The Genesis of Doctor Who | Creating a science fiction hero

'Radio Times' article for 23 November, 1963

A preview of the first 'Doctor Who' episode, 'An Unearthly Child'.

BBC Archive Document

Radio Times November 23 1963 p7

Your Weekend

Dr. Who
In this series of adventures in space and time, the title-role will be played by William Hartnell.

DR. WHO? That is just the point. Nobody knows precisely who he is, this mysterious exile from another world and a distant future whose adventures begin today. But this much is known: he has a ship in which he can travel through space and time - although, owing to a defect in its instruments he can never be sure where and when his 'landings' may take place. And he has a grand-daughter Susan, a strange amalgam of teenage normality and uncanny intelligence.

Playing the Doctor is the well-known film actor, William Hartnell, who has not appeared before on BBC-tv.

Each adventure in the series will cover several weekly episodes, and the first is by the Australian author Anthony Coburn. It begins by telling how the Doctor finds himself visiting the Britain of today: Susan (played by Carole Ann Ford) has become a pupil at an ordinary British school, where her incredible breadth of knowledge has whetted the curiosity of two of her teachers. These are the history teacher Barbara Wright (Jacqueline Hill), and the science master Ian Chesterton (William Russell), and their curiosity leads them to become inextricably involved in the Doctor's strange travels.

Because of the imperfections in the ship's navigation aids, the four travellers are liable in subsequent stories to find themselves absolutely anywhere in time - past, present, or future. They may visit a distant galaxy where civilisation has been devastated by the blast of a neutron bomb or they may find themselves journeying to far Cathay in the caravan of Marco Polo. The whole cosmos in fact is their oyster.


Document Type | Magazine

23 November 1963

Document version




This brief 'Radio Times' article promoted a series that had been in development with the BBC Drama department throughout 1963. It was a rather low-key launch for what would become such an iconic TV show. However, at the time its creation was somewhat political, as it came from drama rather than the children's department, which had been disbanded by Sydney Newman earlier that year.

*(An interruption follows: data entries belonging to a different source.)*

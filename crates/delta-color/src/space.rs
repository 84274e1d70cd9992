// SPDX-License-Identifier: MIT
//
// Device-independent color spaces: CIE XYZ and CIE L*a*b*.
//
// Pipeline:
//
//   sRGB (0–1) ──inverse companding, ×100──► linear RGB (0–100)
//              ──3×3 sRGB matrix──────────► XYZ (D65, Y_white = 100)
//              ──white-point normalize, f(t)──► LAB
//
// The matrix coefficients are the four-digit sRGB/D65 values; LAB uses the
// 0.008856 / 7.787 linear-segment constants. ΔE results downstream are pinned
// to these exact numbers.

use crate::color::Rgba;

/// D65 reference white in the same scale as [`Xyz`].
pub const D65_WHITE: Xyz = Xyz {
    x: 95.047,
    y: 100.0,
    z: 108.883,
};

const LAB_EPSILON: f64 = 0.008_856;
const LAB_KAPPA_SLOPE: f64 = 7.787;

/// CIE 1931 tristimulus values, scaled so the D65 white has `y == 100`.
#[derive(Debug, Clone, Copy, PartialEq)]
pub struct Xyz {
    pub x: f64,
    pub y: f64,
    pub z: f64,
}

/// CIE L*a*b* coordinates. `l` is lightness (0–100); `a` runs green→red,
/// `b` blue→yellow.
#[derive(Debug, Clone, Copy, PartialEq)]
pub struct Lab {
    pub l: f64,
    pub a: f64,
    pub b: f64,
}

impl Lab {
    #[inline]
    #[must_use]
    pub const fn new(l: f64, a: f64, b: f64) -> Self {
        Self { l, a, b }
    }

    /// Chroma: distance from the neutral axis, `√(a² + b²)`.
    #[inline]
    #[must_use]
    pub fn chroma(self) -> f64 {
        self.a.hypot(self.b)
    }
}

// ─── sRGB → XYZ ──────────────────────────────────────────────────────────────

/// Undo sRGB companding for one channel and scale to 0–100.
#[inline]
#[must_use]
pub fn linearize(c: f64) -> f64 {
    let linear = if c > 0.040_45 {
        ((c + 0.055) / 1.055).powf(2.4)
    } else {
        c / 12.92
    };
    linear * 100.0
}

/// Convert a color sample to XYZ. Alpha is ignored.
#[must_use]
pub fn rgb_to_xyz(color: Rgba) -> Xyz {
    let r = linearize(color.r);
    let g = linearize(color.g);
    let b = linearize(color.b);

    Xyz {
        x: 0.1805f64.mul_add(b, 0.4124f64.mul_add(r, 0.3576 * g)),
        y: 0.0722f64.mul_add(b, 0.2126f64.mul_add(r, 0.7152 * g)),
        z: 0.9505f64.mul_add(b, 0.0193f64.mul_add(r, 0.1192 * g)),
    }
}

// ─── XYZ → LAB ───────────────────────────────────────────────────────────────

#[inline]
fn lab_f(t: f64) -> f64 {
    if t > LAB_EPSILON {
        t.cbrt()
    } else {
        LAB_KAPPA_SLOPE.mul_add(t, 16.0 / 116.0)
    }
}

/// Convert XYZ to LAB relative to [`D65_WHITE`].
#[must_use]
pub fn xyz_to_lab(xyz: Xyz) -> Lab {
    let fx = lab_f(xyz.x / D65_WHITE.x);
    let fy = lab_f(xyz.y / D65_WHITE.y);
    let fz = lab_f(xyz.z / D65_WHITE.z);

    Lab {
        l: 116.0f64.mul_add(fy, -16.0),
        a: 500.0 * (fx - fy),
        b: 200.0 * (fy - fz),
    }
}

/// Shorthand for `xyz_to_lab(rgb_to_xyz(color))`.
#[must_use]
pub fn rgb_to_lab(color: Rgba) -> Lab {
    xyz_to_lab(rgb_to_xyz(color))
}

// ---------------------------------------------------------------------------
// Tests
// ---------------------------------------------------------------------------
//! Input events delivered to cell areas.
//!
//! The host widget translates its own input into [`CellEvent`]s with
//! coordinates in the same space as the cell rectangles it passes to the
//! area. Only the kinds of events a cell area reacts to are modelled.

use trellis_render::Point;

/// Keyboard modifiers that may be held during input events.
#[derive(Debug, Clone, Copy, PartialEq, Eq, Default, Hash)]
pub struct KeyboardModifiers {
    /// The Shift key is held.
    pub shift: bool,
    /// The Control key is held.
    pub control: bool,
    /// The Alt key is held.
    pub alt: bool,
    /// The Meta/Super key is held.
    pub meta: bool,
}

impl KeyboardModifiers {
    /// No modifiers pressed.
    pub const NONE: Self = Self {
        shift: false,
        control: false,
        alt: false,
        meta: false,
    };

    /// Shift modifier only.
    pub const SHIFT: Self = Self {
        shift: true,
        control: false,
        alt: false,
        meta: false,
    };

    /// Control modifier only.
    pub const CTRL: Self = Self {
        shift: false,
        control: true,
        alt: false,
        meta: false,
    };

    /// Returns `true` if no modifier is held.
    pub fn is_empty(&self) -> bool {
        *self == Self::NONE
    }
}

/// Mouse buttons.
#[derive(Debug, Clone, Copy, PartialEq, Eq, Hash)]
pub enum MouseButton {
    /// Primary button (usually left).
    Left,
    /// Secondary button (usually right).
    Right,
    /// Middle button (scroll wheel click).
    Middle,
}

/// Keys a cell area or an edit widget may react to.
#[derive(Debug, Clone, Copy, PartialEq, Eq, Hash)]
pub enum Key {
    /// The cancel key.
    Escape,
    Enter,
    Tab,
    Backspace,
    Delete,
    Space,
    Home,
    End,
    ArrowUp,
    ArrowDown,
    ArrowLeft,
    ArrowRight,
    /// A key that produced printable text.
    Character(char),
}

/// A key press.
#[derive(Debug, Clone, Copy, PartialEq, Eq)]
pub struct KeyPressEvent {
    /// The key that was pressed.
    pub key: Key,
    /// Modifiers held during the press.
    pub modifiers: KeyboardModifiers,
}

impl KeyPressEvent {
    /// A key press without modifiers.
    pub fn new(key: Key) -> Self {
        Self {
            key,
            modifiers: KeyboardModifiers::NONE,
        }
    }
}

/// A mouse button press or release.
#[derive(Debug, Clone, Copy, PartialEq, Eq)]
pub struct ButtonEvent {
    /// The button.
    pub button: MouseButton,
    /// Pointer position, in the host's cell coordinate space.
    pub position: Point,
    /// Modifiers held during the press.
    pub modifiers: KeyboardModifiers,
    /// 1 for a single click, 2 for a double click.
    pub click_count: u8,
}

impl ButtonEvent {
    /// A single click of `button` at `position`.
    pub fn new(button: MouseButton, position: Point) -> Self {
        Self {
            button,
            position,
            modifiers: KeyboardModifiers::NONE,
            click_count: 1,
        }
    }
}

/// An event routed to a cell area.
#[derive(Debug, Clone, Copy, PartialEq, Eq)]
pub enum CellEvent {
    /// A key was pressed.
    KeyPress(KeyPressEvent),
    /// A mouse button was pressed.
    ButtonPress(ButtonEvent),
    /// A mouse button was released.
    ButtonRelease(ButtonEvent),
    /// The pointer moved.
    Motion {
        /// Pointer position.
        position: Point,
    },
}

impl CellEvent {
    /// Shorthand for a key press without modifiers.
    pub fn key(key: Key) -> Self {
        CellEvent::KeyPress(KeyPressEvent::new(key))
    }

    /// Shorthand for a primary-button single click.
    pub fn click(x: i32, y: i32) -> Self {
        CellEvent::ButtonPress(ButtonEvent::new(MouseButton::Left, Point::new(x, y)))
    }

    /// The pointer position, for pointer events.
    pub fn position(&self) -> Option<Point> {
        match self {
            CellEvent::ButtonPress(ev) | CellEvent::ButtonRelease(ev) => Some(ev.position),
            CellEvent::Motion { position } => Some(*position),
            CellEvent::KeyPress(_) => None,
        }
    }
}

Article courtesy of 'The Radio Times' Magazine.

Did you know?

'Doctor Who' made its first appearance on television the day after the assassination of President Kennedy. Two other notable figures died on the same day: writer Aldous Huxley, author of science fiction classic 'Brave New World'; and CS Lewis, creator of the Narnia books, which began with a young girl stepping through the doors of a magic wardrobe to discover a strange new world...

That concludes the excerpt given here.